Saravia también relató parte de la trastienda del cierre del acampe de su agrupación, que tiene similitudes con la logística "rudimentaria" que describe el referente del Polo Obrero. "Algunas cooperativas aportaron sus camionetas, pero la mayoría se llevó 'a pata' sus cosas. Quizás, algún flete para trasladar las ollas. A veces tenemos ayuda de organizaciones con más estructura. No hubo ni un micro, todo es por tren y subte. Cada uno se consigue sus carpas; la primera noche mucha gente durmió a la intemperie", explicó la coordinadora de Barrios de Pie-Libres del Sur. "Cada uno lo organiza en su núcleo de trabajo; lo que se coordina es cocinar en las ollas", agregó.

La mayor parte de los manifestantes que acamparon desde el miércoles por la tarde hasta ayer por la mañana en la 9 de Julio son del conurbano bonaerense. Las organizaciones que participaron de la protesta la replicaron en el interior del país y en ciudades bonaerenses importantes.

La permanencia frente al Ministerio de Salud y Desarrollo Social incluyó una lógica de relevos de manifestantes. "Mucha gente fue y vino. Participaron alrededor de 5000 personas, 2000 se quedaron la primera noche", indica Saravia al calcular los militantes de su sector que acamparon. "Desde el miércoles hasta hoy [por ayer] hubo rotación, estuvieron unas 10 mil personas", dijo Belliboni sobre el aporte del Polo Obrero.

El regreso hasta el conurbano es largo. "Algunos compañeros tienen que tomar tres o cuatro medios de transporte para volver, van a llegar a sus barrios después del mediodía. Si pudiéramos sacar un micro, lo sacaríamos", sostuvo Belliboni, que subrayó que "la gente vota en asamblea si va a venir o no". Y completó: "Tratamos de que nadie tome lista. Puede ocurrir que alguien haga eso, pero lo corregimos si alguien lo hace.
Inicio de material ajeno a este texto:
use rift_core::{
    EntryError, EntryKind, SyncConfig, SyncError, TreeEntry, ValidPathSet, relative_to_native,
    to_slash,
};
use std::path::{Path, PathBuf};
use std::time::SystemTime;

#[test]
fn test_entry_rebase_matches_valid_set() {
    let entry = TreeEntry::new(
        "/work/app/src/main.rs",
        "src/main.rs",
        EntryKind::File {
            size: 12,
            modified: SystemTime::UNIX_EPOCH,
        },
        2,
    );

    let dest = Path::new("/backup/app");
    let mut valid = ValidPathSet::new();
    valid.insert(entry.rebase(dest));

    // A path built component by component is the same set member.
    assert!(valid.contains(&dest.join("src").join("main.rs")));
    assert!(!valid.contains(&dest.join("src")));
}

#[test]
fn test_relative_round_trip_through_native() {
    for relative in ["a", "a/b", "deep/er/file.txt"] {
        assert_eq!(to_slash(&relative_to_native(relative)), relative);
    }
}

#[test]
fn test_entry_kind_discrimination() {
    let file = EntryKind::File {
        size: 1,
        modified: SystemTime::now(),
    };
    assert!(file.is_file());
    assert!(!file.is_dir());
    assert!(!file.is_symlink());

    assert!(EntryKind::Directory.is_dir());
    assert!(EntryKind::Symlink.is_symlink());
    assert!(!EntryKind::Other.is_file());
}

#[test]
fn test_config_serde_defaults() {
    let config: SyncConfig =
        serde_json::from_str(r#"{"source": "/src", "destination": "/dest"}"#).unwrap();

    assert_eq!(config.source, PathBuf::from("/src"));
    assert!(config.exclude_patterns.is_empty());
    assert!(config.preserve_permissions);
    assert!(config.reject_overlap);

    let json = serde_json::to_value(config.with_patterns(["*.log"])).unwrap();
    assert_eq!(json["exclude_patterns"], serde_json::json!(["*.log"]));
    assert_eq!(json["reject_overlap"], serde_json::json!(true));
}

#[test]
fn test_error_messages_carry_paths() {
    let err = SyncError::Source(EntryError::io(
        PathBuf::from("/src/locked"),
        std::io::Error::new(std::io::ErrorKind::PermissionDenied, "denied"),
    ));
    assert_eq!(err.to_string(), "walking source: permission denied: /src/locked");

    let err = SyncError::Destination(EntryError::Walk {
        path: PathBuf::from("/dest/x"),
        message: "boom".to_string(),
    });
    assert_eq!(err.to_string(), "scanning destination: /dest/x: boom");
}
Incluso hemos echado gente por prácticas por el estilo".

Según datos que brindaron a LA NACION desde el Ministerio de Ambiente y Espacio Público de la Ciudad de Buenos Aires, el acampe dejó, como una de sus consecuencias, gastos por $4.190.779 para el gobierno porteño, entre tareas de limpieza, parquización, reposición de baldosas y arreglos en la calle.

Caminatas por la 9 de Julio, subtes y trenes como medios para trasladarse, y el cansancio como un detonante del levantamiento anticipado de la protesta, combinado con el pedido de una reunión que no se concretó. Esos factores se mezclaron en el escenario del fin del acampe piquetero.

La medida se levantó antes de tiempo "más que nada por el cansancio, y porque esperábamos una reunión con el Gobierno, que no convocó; no tenía sentido estirarlo para cumplir las horas", dijo Belliboni. "Las 48 horas [de acampe] se cumplían después del mediodía. Es un gesto de buena voluntad haber levantado antes, para que se dé una reunión formal, una mesa de diálogo. El Gobierno solo nos llama cuando hacemos medidas", señaló Saravia, que cree que "el acampe fue un gran aporte" para que la emergencia alimentaria lograra avanzar.

No obstante, como Belliboni, consideró que el proyecto que obtuvo media sanción en la Cámara de Diputados es "insuficiente".